[Task to carry out] State how many lines of the entries hold the string "Severity", and nothing more.

[Stored records]
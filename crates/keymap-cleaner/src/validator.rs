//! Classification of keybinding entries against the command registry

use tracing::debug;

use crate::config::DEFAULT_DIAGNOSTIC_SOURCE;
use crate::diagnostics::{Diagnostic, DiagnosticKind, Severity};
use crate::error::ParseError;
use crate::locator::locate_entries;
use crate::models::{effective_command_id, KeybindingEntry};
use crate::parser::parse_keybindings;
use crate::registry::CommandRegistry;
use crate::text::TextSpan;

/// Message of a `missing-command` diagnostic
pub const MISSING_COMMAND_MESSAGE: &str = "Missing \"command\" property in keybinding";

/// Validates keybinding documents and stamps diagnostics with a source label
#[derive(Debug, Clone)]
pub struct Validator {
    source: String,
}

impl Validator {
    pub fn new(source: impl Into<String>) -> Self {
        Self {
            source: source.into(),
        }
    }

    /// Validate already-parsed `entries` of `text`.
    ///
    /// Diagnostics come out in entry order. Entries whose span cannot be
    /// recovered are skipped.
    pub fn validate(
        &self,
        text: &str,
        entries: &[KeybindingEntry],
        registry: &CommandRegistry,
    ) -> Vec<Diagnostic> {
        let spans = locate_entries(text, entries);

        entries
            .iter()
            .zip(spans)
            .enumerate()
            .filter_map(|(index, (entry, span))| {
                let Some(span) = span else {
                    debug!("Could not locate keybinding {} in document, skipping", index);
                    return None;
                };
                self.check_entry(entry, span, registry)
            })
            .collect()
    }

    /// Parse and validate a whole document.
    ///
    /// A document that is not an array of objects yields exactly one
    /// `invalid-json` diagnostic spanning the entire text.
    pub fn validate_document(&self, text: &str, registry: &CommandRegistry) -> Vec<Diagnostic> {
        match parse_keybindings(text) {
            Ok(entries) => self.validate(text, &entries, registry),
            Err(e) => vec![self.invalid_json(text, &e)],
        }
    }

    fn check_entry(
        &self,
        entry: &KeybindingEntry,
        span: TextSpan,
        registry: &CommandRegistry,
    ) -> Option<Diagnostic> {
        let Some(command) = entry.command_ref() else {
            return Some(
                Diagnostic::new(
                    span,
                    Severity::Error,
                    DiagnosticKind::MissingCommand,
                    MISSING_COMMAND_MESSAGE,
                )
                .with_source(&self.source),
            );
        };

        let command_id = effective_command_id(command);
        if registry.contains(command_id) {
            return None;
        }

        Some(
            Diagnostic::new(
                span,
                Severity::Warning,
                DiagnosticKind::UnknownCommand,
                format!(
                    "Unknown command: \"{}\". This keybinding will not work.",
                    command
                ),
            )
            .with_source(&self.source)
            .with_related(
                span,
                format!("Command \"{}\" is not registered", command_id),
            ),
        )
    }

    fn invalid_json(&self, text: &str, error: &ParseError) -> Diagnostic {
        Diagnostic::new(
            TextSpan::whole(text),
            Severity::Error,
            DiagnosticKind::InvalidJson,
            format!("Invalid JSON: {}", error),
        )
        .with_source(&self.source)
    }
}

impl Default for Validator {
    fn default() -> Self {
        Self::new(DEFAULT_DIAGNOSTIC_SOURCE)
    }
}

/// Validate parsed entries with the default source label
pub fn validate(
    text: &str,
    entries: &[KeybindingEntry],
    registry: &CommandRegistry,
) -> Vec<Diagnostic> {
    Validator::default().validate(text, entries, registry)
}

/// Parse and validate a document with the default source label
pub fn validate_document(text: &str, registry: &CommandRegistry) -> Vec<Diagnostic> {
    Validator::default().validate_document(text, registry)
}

==

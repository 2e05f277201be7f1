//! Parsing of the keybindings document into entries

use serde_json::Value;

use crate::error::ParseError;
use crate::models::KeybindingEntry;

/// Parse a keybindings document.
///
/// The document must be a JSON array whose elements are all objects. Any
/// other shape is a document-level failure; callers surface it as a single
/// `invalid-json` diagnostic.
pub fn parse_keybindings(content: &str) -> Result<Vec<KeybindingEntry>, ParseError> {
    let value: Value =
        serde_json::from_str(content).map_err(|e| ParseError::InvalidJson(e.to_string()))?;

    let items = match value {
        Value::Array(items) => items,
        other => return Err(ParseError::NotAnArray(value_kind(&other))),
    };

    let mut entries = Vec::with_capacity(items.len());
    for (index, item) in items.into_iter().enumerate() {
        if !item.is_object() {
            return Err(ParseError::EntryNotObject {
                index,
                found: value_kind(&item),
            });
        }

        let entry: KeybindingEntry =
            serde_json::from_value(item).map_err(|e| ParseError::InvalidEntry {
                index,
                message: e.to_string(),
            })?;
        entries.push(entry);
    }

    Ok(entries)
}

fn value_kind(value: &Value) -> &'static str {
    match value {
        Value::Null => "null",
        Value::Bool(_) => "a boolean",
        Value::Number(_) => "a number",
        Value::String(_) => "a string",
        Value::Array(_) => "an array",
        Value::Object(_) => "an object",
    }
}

---

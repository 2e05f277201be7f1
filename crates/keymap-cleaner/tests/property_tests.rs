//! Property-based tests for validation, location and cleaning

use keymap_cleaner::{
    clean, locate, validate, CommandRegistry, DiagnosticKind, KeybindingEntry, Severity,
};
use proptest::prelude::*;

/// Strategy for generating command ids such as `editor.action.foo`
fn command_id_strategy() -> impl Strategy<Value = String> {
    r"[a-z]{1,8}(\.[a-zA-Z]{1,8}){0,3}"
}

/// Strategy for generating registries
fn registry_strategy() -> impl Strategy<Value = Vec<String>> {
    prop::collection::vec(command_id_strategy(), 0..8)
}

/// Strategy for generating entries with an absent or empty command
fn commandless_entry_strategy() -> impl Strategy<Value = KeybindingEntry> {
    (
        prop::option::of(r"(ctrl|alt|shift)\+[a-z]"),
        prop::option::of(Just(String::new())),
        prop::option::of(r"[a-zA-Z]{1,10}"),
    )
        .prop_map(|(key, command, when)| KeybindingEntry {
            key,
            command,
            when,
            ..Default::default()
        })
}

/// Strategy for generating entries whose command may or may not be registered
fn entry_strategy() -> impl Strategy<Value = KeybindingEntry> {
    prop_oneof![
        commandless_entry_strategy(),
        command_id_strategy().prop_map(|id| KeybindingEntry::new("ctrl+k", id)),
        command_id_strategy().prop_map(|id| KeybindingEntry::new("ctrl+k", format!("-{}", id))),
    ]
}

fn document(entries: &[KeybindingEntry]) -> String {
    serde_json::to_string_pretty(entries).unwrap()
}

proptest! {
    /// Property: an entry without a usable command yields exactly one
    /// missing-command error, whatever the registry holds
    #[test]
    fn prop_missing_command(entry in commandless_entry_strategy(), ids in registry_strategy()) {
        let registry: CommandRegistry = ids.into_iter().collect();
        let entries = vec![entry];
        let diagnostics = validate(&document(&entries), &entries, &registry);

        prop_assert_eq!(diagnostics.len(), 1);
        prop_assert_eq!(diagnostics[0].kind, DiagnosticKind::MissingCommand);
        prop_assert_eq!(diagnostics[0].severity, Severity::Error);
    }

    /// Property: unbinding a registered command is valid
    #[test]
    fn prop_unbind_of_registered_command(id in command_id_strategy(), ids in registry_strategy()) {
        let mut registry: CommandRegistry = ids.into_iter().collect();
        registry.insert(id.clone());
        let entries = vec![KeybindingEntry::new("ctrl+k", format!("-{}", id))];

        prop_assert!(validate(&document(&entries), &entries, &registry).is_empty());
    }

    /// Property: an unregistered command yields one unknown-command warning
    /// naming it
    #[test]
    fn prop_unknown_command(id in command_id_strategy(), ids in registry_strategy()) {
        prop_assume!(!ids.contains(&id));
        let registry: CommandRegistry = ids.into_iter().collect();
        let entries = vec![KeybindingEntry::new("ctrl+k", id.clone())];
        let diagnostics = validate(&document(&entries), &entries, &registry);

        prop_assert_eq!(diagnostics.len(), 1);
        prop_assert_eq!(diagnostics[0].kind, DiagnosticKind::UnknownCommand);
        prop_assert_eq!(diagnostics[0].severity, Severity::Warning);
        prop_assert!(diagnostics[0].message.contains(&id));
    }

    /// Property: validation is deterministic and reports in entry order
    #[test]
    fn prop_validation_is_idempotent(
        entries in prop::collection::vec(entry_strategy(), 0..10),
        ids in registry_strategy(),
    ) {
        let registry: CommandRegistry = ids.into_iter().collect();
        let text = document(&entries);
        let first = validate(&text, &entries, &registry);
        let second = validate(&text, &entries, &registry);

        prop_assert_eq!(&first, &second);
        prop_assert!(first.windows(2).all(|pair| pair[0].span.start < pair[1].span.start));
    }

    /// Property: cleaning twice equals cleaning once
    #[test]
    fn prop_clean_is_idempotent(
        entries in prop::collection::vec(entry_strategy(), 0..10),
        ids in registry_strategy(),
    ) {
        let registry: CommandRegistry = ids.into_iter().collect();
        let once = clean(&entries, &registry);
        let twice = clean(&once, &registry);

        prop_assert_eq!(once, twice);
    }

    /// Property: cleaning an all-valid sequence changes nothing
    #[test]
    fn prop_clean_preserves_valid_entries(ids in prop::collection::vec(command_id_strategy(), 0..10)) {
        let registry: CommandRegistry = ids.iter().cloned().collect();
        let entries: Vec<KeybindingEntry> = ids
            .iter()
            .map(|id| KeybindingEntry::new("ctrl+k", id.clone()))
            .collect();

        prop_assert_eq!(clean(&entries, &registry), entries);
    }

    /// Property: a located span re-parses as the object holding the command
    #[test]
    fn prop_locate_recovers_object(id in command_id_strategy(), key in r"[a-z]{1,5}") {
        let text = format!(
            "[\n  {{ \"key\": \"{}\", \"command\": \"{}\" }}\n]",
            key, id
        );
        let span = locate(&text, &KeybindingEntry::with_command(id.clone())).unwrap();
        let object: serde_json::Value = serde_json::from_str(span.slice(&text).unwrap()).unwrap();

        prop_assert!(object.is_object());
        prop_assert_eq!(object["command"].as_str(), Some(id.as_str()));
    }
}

[Result] 7